Many employees instinctively assume that their employer cannot require them to get vaccinated. These employees also assume that their employer cannot ask them about their vaccination status. There is no law, however, that squarely addresses vaccination status. Three laws indirectly address this question and provide conflicting answers. Another law on the horizon will more firmly address the question.
Three Laws That Indirectly Address Vaccine Mandates
The first is California Labor Code section 6400, subpart a, which states “Every employer shall furnish employment and a place of employment that is safe and healthful for the employees therein.” California Labor Code section 6401 states, “Every employer shall furnish and use safety devices and safeguards, and shall adopt and use practices, means, methods, operations, and processes which are reasonably adequate to render such employment and place of employment safe and healthful. Every employer shall do every other thing reasonably necessary to protect the life, safety, and health of employees.” Finally, California Labor Code section 6402 states, “No employer shall require, or permit any employee to go or be in any employment or place of employment which is not safe and healthful.” These laws, which are part of the California Occupational Safety and Health Act,
arguably require employers to mandate vaccinations in order to comply with their legally required mandate to furnish a place of employment that is safe and healthful.

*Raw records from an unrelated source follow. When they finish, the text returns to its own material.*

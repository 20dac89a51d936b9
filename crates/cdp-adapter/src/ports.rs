use std::time::Duration;

use async_trait::async_trait;
use domdriver_core_types::{
    ExecCtx, QuerySelector, RemoteObjectId, ScrollOptions, Value, DEFAULT_KEYBOARD_DELAY_MS,
};

use crate::error::AdapterError;
use crate::expression::Expression;

/// Executes prepared expressions against the remote document.
#[async_trait]
pub trait EvalPort: Send + Sync {
    /// Side-effecting call; the function's return value is discarded.
    async fn eval(&self, ctx: &ExecCtx, expr: &Expression) -> Result<(), AdapterError>;

    /// Side-effect-free read returned by value.
    async fn eval_value(&self, ctx: &ExecCtx, expr: &Expression) -> Result<Value, AdapterError>;

    /// Reads a node reference; `None` when the function returned `null`.
    async fn eval_element(
        &self,
        ctx: &ExecCtx,
        expr: &Expression,
    ) -> Result<Option<RemoteObjectId>, AdapterError>;

    /// Reads an array of node references.
    async fn eval_elements(
        &self,
        ctx: &ExecCtx,
        expr: &Expression,
    ) -> Result<Vec<RemoteObjectId>, AdapterError>;
}

/// Keyboard text entry parameters.
#[derive(Clone, Debug, PartialEq)]
pub struct TypeParams {
    pub text: String,
    /// Empty the target before typing.
    pub clear: bool,
    /// Pause between keystrokes.
    pub delay: Duration,
}

impl TypeParams {
    pub fn new(text: impl Into<String>) -> Self {
        Self {
            text: text.into(),
            clear: false,
            delay: Duration::from_millis(DEFAULT_KEYBOARD_DELAY_MS),
        }
    }

    pub fn with_clear(mut self, clear: bool) -> Self {
        self.clear = clear;
        self
    }

    pub fn with_delay(mut self, delay: Duration) -> Self {
        self.delay = delay;
        self
    }
}

/// Pointer and keyboard primitives.
///
/// `*_by_selector` variants resolve the target relative to `id` and act on it
/// within the same gateway call; a selector that matches nothing fails with
/// `AdapterErrorKind::TargetNotFound`.
#[async_trait]
pub trait InputPort: Send + Sync {
    async fn click(&self, ctx: &ExecCtx, id: &RemoteObjectId, count: u32)
        -> Result<(), AdapterError>;
    async fn click_by_selector(
        &self,
        ctx: &ExecCtx,
        id: &RemoteObjectId,
        selector: &QuerySelector,
        count: u32,
    ) -> Result<(), AdapterError>;

    async fn type_text(
        &self,
        ctx: &ExecCtx,
        id: &RemoteObjectId,
        params: &TypeParams,
    ) -> Result<(), AdapterError>;
    async fn type_by_selector(
        &self,
        ctx: &ExecCtx,
        id: &RemoteObjectId,
        selector: &QuerySelector,
        params: &TypeParams,
    ) -> Result<(), AdapterError>;

    async fn press(
        &self,
        ctx: &ExecCtx,
        id: &RemoteObjectId,
        keys: &[String],
        count: u32,
    ) -> Result<(), AdapterError>;
    async fn press_by_selector(
        &self,
        ctx: &ExecCtx,
        id: &RemoteObjectId,
        selector: &QuerySelector,
        keys: &[String],
        count: u32,
    ) -> Result<(), AdapterError>;

    async fn clear(&self, ctx: &ExecCtx, id: &RemoteObjectId) -> Result<(), AdapterError>;
    async fn clear_by_selector(
        &self,
        ctx: &ExecCtx,
        id: &RemoteObjectId,
        selector: &QuerySelector,
    ) -> Result<(), AdapterError>;

    /// Returns the values that were actually applied.
    async fn select(
        &self,
        ctx: &ExecCtx,
        id: &RemoteObjectId,
        values: &[String],
    ) -> Result<Vec<String>, AdapterError>;
    async fn select_by_selector(
        &self,
        ctx: &ExecCtx,
        id: &RemoteObjectId,
        selector: &QuerySelector,
        values: &[String],
    ) -> Result<Vec<String>, AdapterError>;

    /// Scrolls the window by the offsets in `options`.
    async fn scroll_by(&self, ctx: &ExecCtx, options: &ScrollOptions) -> Result<(), AdapterError>;
    async fn scroll_into_view(
        &self,
        ctx: &ExecCtx,
        id: &RemoteObjectId,
        options: &ScrollOptions,
    ) -> Result<(), AdapterError>;
    async fn scroll_top(&self, ctx: &ExecCtx, options: &ScrollOptions) -> Result<(), AdapterError>;
    async fn scroll_bottom(
        &self,
        ctx: &ExecCtx,
        options: &ScrollOptions,
    ) -> Result<(), AdapterError>;
    async fn scroll_into_view_by_selector(
        &self,
        ctx: &ExecCtx,
        id: &RemoteObjectId,
        selector: &QuerySelector,
        options: &ScrollOptions,
    ) -> Result<(), AdapterError>;

    async fn focus(&self, ctx: &ExecCtx, id: &RemoteObjectId) -> Result<(), AdapterError>;
    async fn focus_by_selector(
        &self,
        ctx: &ExecCtx,
        id: &RemoteObjectId,
        selector: &QuerySelector,
    ) -> Result<(), AdapterError>;

    async fn blur(&self, ctx: &ExecCtx, id: &RemoteObjectId) -> Result<(), AdapterError>;
    async fn blur_by_selector(
        &self,
        ctx: &ExecCtx,
        id: &RemoteObjectId,
        selector: &QuerySelector,
    ) -> Result<(), AdapterError>;

    async fn hover(&self, ctx: &ExecCtx, id: &RemoteObjectId) -> Result<(), AdapterError>;
    async fn hover_by_selector(
        &self,
        ctx: &ExecCtx,
        id: &RemoteObjectId,
        selector: &QuerySelector,
    ) -> Result<(), AdapterError>;

    async fn move_mouse_by_coordinates(
        &self,
        ctx: &ExecCtx,
        x: f64,
        y: f64,
    ) -> Result<(), AdapterError>;
}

However, the employer’s obligation to provide a safe workplace runs into tension with the Americans with Disabilities Act (“ADA”) and California Fair Employment And Housing Act (“FEHA”), which prohibit
unnecessary medical inquiries. The standard is whether the inquiry is “job related” and “consistent with business necessity.” This is a case-by-case question. In the view of the federal
Equal Employment Opportunity Commission, employers can generally require employees who physically enter the workplace to be vaccinated. However, employers must make exceptions to this policy for employees who cannot get vaccinated due to
disability or a
sincerely-held religious belief. An exception to workplace policy on account of a disability or sincerely-held religious belief is called a reasonable accommodation. The employer must provide a reasonable accommodation to such employees unless the accommodation would pose an undue hardship. Examples of reasonable accommodations include permitting the employee to work from home (if it would allow the employee to perform the essential functions of the job) or permitting the employee to enter the workplace subject to regular testing, social distancing, improved ventilation, wearing a face mask, etc.

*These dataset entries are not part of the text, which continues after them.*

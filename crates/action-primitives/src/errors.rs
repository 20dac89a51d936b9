//! Error types for action primitives

use cdp_adapter::{AdapterError, AdapterErrorKind};
use thiserror::Error;

/// Failures surfaced by dispatch, waits and element accessors.
#[derive(Debug, Error, Clone, PartialEq)]
pub enum ActionError {
    /// Action name not present in the primitive table
    #[error("invalid operation: {0}")]
    InvalidOperation(String),

    /// Option or argument value of the wrong shape
    #[error("type coercion failed: {0}")]
    TypeCoercion(String),

    /// Condition not satisfied before the caller's deadline, or the call was cancelled
    #[error("timeout: {0}")]
    Timeout(String),

    /// Remote reference no longer resolves; re-acquire the element
    #[error("target invalid: {0}")]
    TargetInvalid(String),

    /// Selector matched nothing
    #[error("target not found: {0}")]
    TargetNotFound(String),

    /// Script raised inside the remote document
    #[error("evaluation failed: {0}")]
    Evaluation(String),

    /// CDP communication or protocol error
    #[error("CDP I/O error: {0}")]
    CdpIo(String),

    /// Internal error (should not happen in normal operation)
    #[error("internal error: {0}")]
    Internal(String),
}

impl ActionError {
    /// Check if this error is retryable
    pub fn is_retryable(&self) -> bool {
        matches!(
            self,
            ActionError::Timeout(_) | ActionError::Evaluation(_) | ActionError::CdpIo(_)
        )
    }

    /// Get error severity level (0=low, 1=medium, 2=high, 3=critical)
    pub fn severity(&self) -> u8 {
        match self {
            ActionError::Internal(_) | ActionError::TargetInvalid(_) => 3,
            ActionError::CdpIo(_) | ActionError::InvalidOperation(_) => 2,
            ActionError::Timeout(_)
            | ActionError::TargetNotFound(_)
            | ActionError::TypeCoercion(_) => 1,
            ActionError::Evaluation(_) => 0,
        }
    }

    pub fn is_timeout(&self) -> bool {
        matches!(self, ActionError::Timeout(_))
    }

    /// Prefix the message with what was being attempted.
    pub fn context(self, what: &str) -> Self {
        let wrap = |msg: String| format!("{what}: {msg}");
        match self {
            ActionError::InvalidOperation(msg) => ActionError::InvalidOperation(wrap(msg)),
            ActionError::TypeCoercion(msg) => ActionError::TypeCoercion(wrap(msg)),
            ActionError::Timeout(msg) => ActionError::Timeout(wrap(msg)),
            ActionError::TargetInvalid(msg) => ActionError::TargetInvalid(wrap(msg)),
            ActionError::TargetNotFound(msg) => ActionError::TargetNotFound(wrap(msg)),
            ActionError::Evaluation(msg) => ActionError::Evaluation(wrap(msg)),
            ActionError::CdpIo(msg) => ActionError::CdpIo(wrap(msg)),
            ActionError::Internal(msg) => ActionError::Internal(wrap(msg)),
        }
    }
}

impl From<AdapterError> for ActionError {
    fn from(err: AdapterError) -> Self {
        let message = err.hint_or_kind();
        match err.kind {
            AdapterErrorKind::TargetInvalid => ActionError::TargetInvalid(message),
            AdapterErrorKind::TargetNotFound => ActionError::TargetNotFound(message),
            AdapterErrorKind::Transient => ActionError::Evaluation(message),
            AdapterErrorKind::Timeout => ActionError::Timeout(message),
            AdapterErrorKind::CdpIo => ActionError::CdpIo(message),
            AdapterErrorKind::Internal => ActionError::Internal(message),
        }
    }
}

For employees who work remotely and do not physically interact with co-workers or the public, a vaccinate mandate and inquiries about vaccination status
may violate the ADA and FEHA, since they are not job related and not consistent with business necessity.

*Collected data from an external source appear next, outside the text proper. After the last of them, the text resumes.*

mod common;

use std::sync::Arc;

use action_primitives::{
    ActionError, ActionRequest, ConditionKind, ConditionTarget, HandleSettings, HtmlElement,
    WaitCondition,
};
use common::{RecordingInput, ScriptedEval};
use domdriver_core_types::{ExecCtx, QuerySelector, RemoteObjectId, WaitEvent};
use serde_json::{json, Value};

fn element(eval: Arc<ScriptedEval>, input: Arc<RecordingInput>) -> HtmlElement {
    HtmlElement::new(
        RemoteObjectId::new("el-1"),
        eval,
        input,
        HandleSettings::default(),
    )
}

#[tokio::test]
async fn node_type_is_read_once() {
    let eval = Arc::new(ScriptedEval::constant(json!(1)));
    let el = element(eval.clone(), Arc::new(RecordingInput::default()));
    let ctx = ExecCtx::unbounded();

    assert_eq!(el.get_node_type(&ctx).await.unwrap(), 1);
    assert_eq!(el.get_node_type(&ctx).await.unwrap(), 1);
    assert_eq!(eval.count(), 1);
}

#[tokio::test]
async fn node_name_is_cached_after_first_success() {
    let eval = Arc::new(ScriptedEval::new(
        vec![Err(common::transient()), Ok(json!("BUTTON"))],
        Ok(json!("DIV")),
    ));
    let el = element(eval.clone(), Arc::new(RecordingInput::default()));
    let ctx = ExecCtx::unbounded();

    let err = el.get_node_name(&ctx).await.unwrap_err();
    assert!(matches!(err, ActionError::Evaluation(_)));
    assert_eq!(el.get_node_name(&ctx).await.unwrap(), "BUTTON");
    assert_eq!(el.get_node_name(&ctx).await.unwrap(), "BUTTON");
    assert_eq!(eval.count(), 2);
}

#[tokio::test]
async fn selector_getters_report_missing_targets() {
    let eval = Arc::new(ScriptedEval::new(
        vec![Ok(Value::Null), Ok(json!(false)), Ok(json!("Hello"))],
        Ok(Value::Null),
    ));
    let el = element(eval, Arc::new(RecordingInput::default()));
    let ctx = ExecCtx::unbounded();
    let missing = QuerySelector::css(".missing");

    let err = el
        .get_inner_text_by_selector(&ctx, &missing)
        .await
        .unwrap_err();
    assert!(matches!(err, ActionError::TargetNotFound(_)));

    let err = el
        .set_inner_html_by_selector(&ctx, &missing, "<b>x</b>")
        .await
        .unwrap_err();
    assert!(matches!(err, ActionError::TargetNotFound(_)));

    let text = el
        .get_inner_text_by_selector(&ctx, &QuerySelector::css("h1"))
        .await
        .unwrap();
    assert_eq!(text, "Hello");
}

#[tokio::test]
async fn collections_are_decoded() {
    let eval = Arc::new(ScriptedEval::new(
        vec![
            Ok(json!({ "id": "save", "disabled": "" })),
            Ok(json!(["one", "two"])),
            Ok(json!(3)),
            Ok(json!(true)),
        ],
        Ok(Value::Null),
    ));
    let el = element(eval, Arc::new(RecordingInput::default()));
    let ctx = ExecCtx::unbounded();
    let items = QuerySelector::css("li");

    let attrs = el.get_attributes(&ctx).await.unwrap();
    assert_eq!(attrs["id"], json!("save"));
    assert_eq!(
        el.get_inner_text_by_selector_all(&ctx, &items).await.unwrap(),
        vec!["one", "two"]
    );
    assert_eq!(el.count_by_selector(&ctx, &items).await.unwrap(), 3);
    assert!(el.exists_by_selector(&ctx, &items).await.unwrap());
}

#[tokio::test]
async fn tree_navigation_adopts_new_handles() {
    let eval = Arc::new(ScriptedEval::constant(Value::Null).with_elements(vec![
        vec![RemoteObjectId::new("li-1"), RemoteObjectId::new("li-2")],
        vec![RemoteObjectId::new("ul-1")],
        vec![],
    ]));
    let el = element(eval, Arc::new(RecordingInput::default()));
    let ctx = ExecCtx::unbounded();

    let children = el.get_child_nodes(&ctx).await.unwrap();
    let ids: Vec<&str> = children.iter().map(|c| c.remote_id().as_str()).collect();
    assert_eq!(ids, vec!["li-1", "li-2"]);

    let parent = el.get_parent_element(&ctx).await.unwrap().unwrap();
    assert_eq!(parent.remote_id().as_str(), "ul-1");
    assert_eq!(parent.dispatcher().id().as_str(), "ul-1");
    assert_eq!(parent.observer().id().as_str(), "ul-1");

    assert!(el.get_next_element_sibling(&ctx).await.unwrap().is_none());
}

#[tokio::test]
async fn handle_forwards_dispatch_and_waits() {
    let eval = Arc::new(ScriptedEval::constant(json!(true)));
    let input = Arc::new(RecordingInput::default());
    let el = element(eval.clone(), input.clone());
    let ctx = ExecCtx::unbounded();

    el.dispatch(
        &ctx,
        &ActionRequest::new("press")
            .with_args("Enter")
            .with_option("count", 2),
    )
    .await
    .unwrap();
    assert_eq!(input.calls()[0], ("press".to_string(), json!({ "keys": ["Enter"], "count": 2 })));

    el.wait_for(
        &ctx,
        &WaitCondition::new(
            ConditionKind::Class {
                name: "open".into(),
            },
            ConditionTarget::Element,
            WaitEvent::Exists,
        ),
    )
    .await
    .unwrap();
    el.wait_for_attribute_by_selector_all(
        &ctx,
        &QuerySelector::css("input"),
        "required",
        &Value::Null,
        WaitEvent::Exists,
    )
    .await
    .unwrap();

    let names: Vec<&str> = eval.calls().iter().map(|(_, name)| *name).collect();
    assert_eq!(
        names,
        vec!["wait_for_class", "wait_for_attribute_by_selector_all"]
    );
}

#[tokio::test]
async fn configured_keyboard_delay_reaches_input() {
    let input = Arc::new(RecordingInput::default());
    let el = HtmlElement::new(
        RemoteObjectId::new("field"),
        Arc::new(ScriptedEval::constant(Value::Null)),
        input.clone(),
        HandleSettings {
            keyboard_delay: std::time::Duration::from_millis(5),
            ..HandleSettings::default()
        },
    );
    el.dispatch(
        &ExecCtx::unbounded(),
        &ActionRequest::new("input").with_args("hi"),
    )
    .await
    .unwrap();
    assert_eq!(input.calls()[0].1["delay_ms"], json!(5));
}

Finally, the Constitutional Right to Privacy is also implicated. There is a line of published court cases in California which prohibit the employer from drug testing employees in some circumstances. But, as is common in the law, there are so many exceptions that the exceptions practically swallow the rule. (To put it differently, in most circumstances the employer generally can drug test its employees.) In circumstances where there is no legitimate reason for a vaccine mandate — such as where the employee works from home and never physically interacts with co-workers or the public — then it may violate the employee’s Right to Privacy under the California Constitution. A termination under such circumstances
may violate public policy and give rise to a wrongful termination claim. I must heavily emphasize the word
may because there are no published California cases on this subject yet. At this point, we can only make an educated guess as to how courts will decide this question.
One Law That Will Directly Address Vaccine Mandates
If you follow the news, you may be aware that President Biden has ordered the federal Occupational Health & Safety Administration to draft a rule that requires companies with more than 100 employees to institute mandatory vaccinations or testing protocols. This rule has not been released yet, so it is not clear what it will specifically require. However, it seems likely that it will contain exceptions to the vaccination mandate for the disabled and persons with sincerely-held religious beliefs.
Stay tuned.
(Disclaimer: This article is for informational purposes only and does not constitute legal advice. If you have questions based upon your specific circumstances, you should consult with a lawyer.)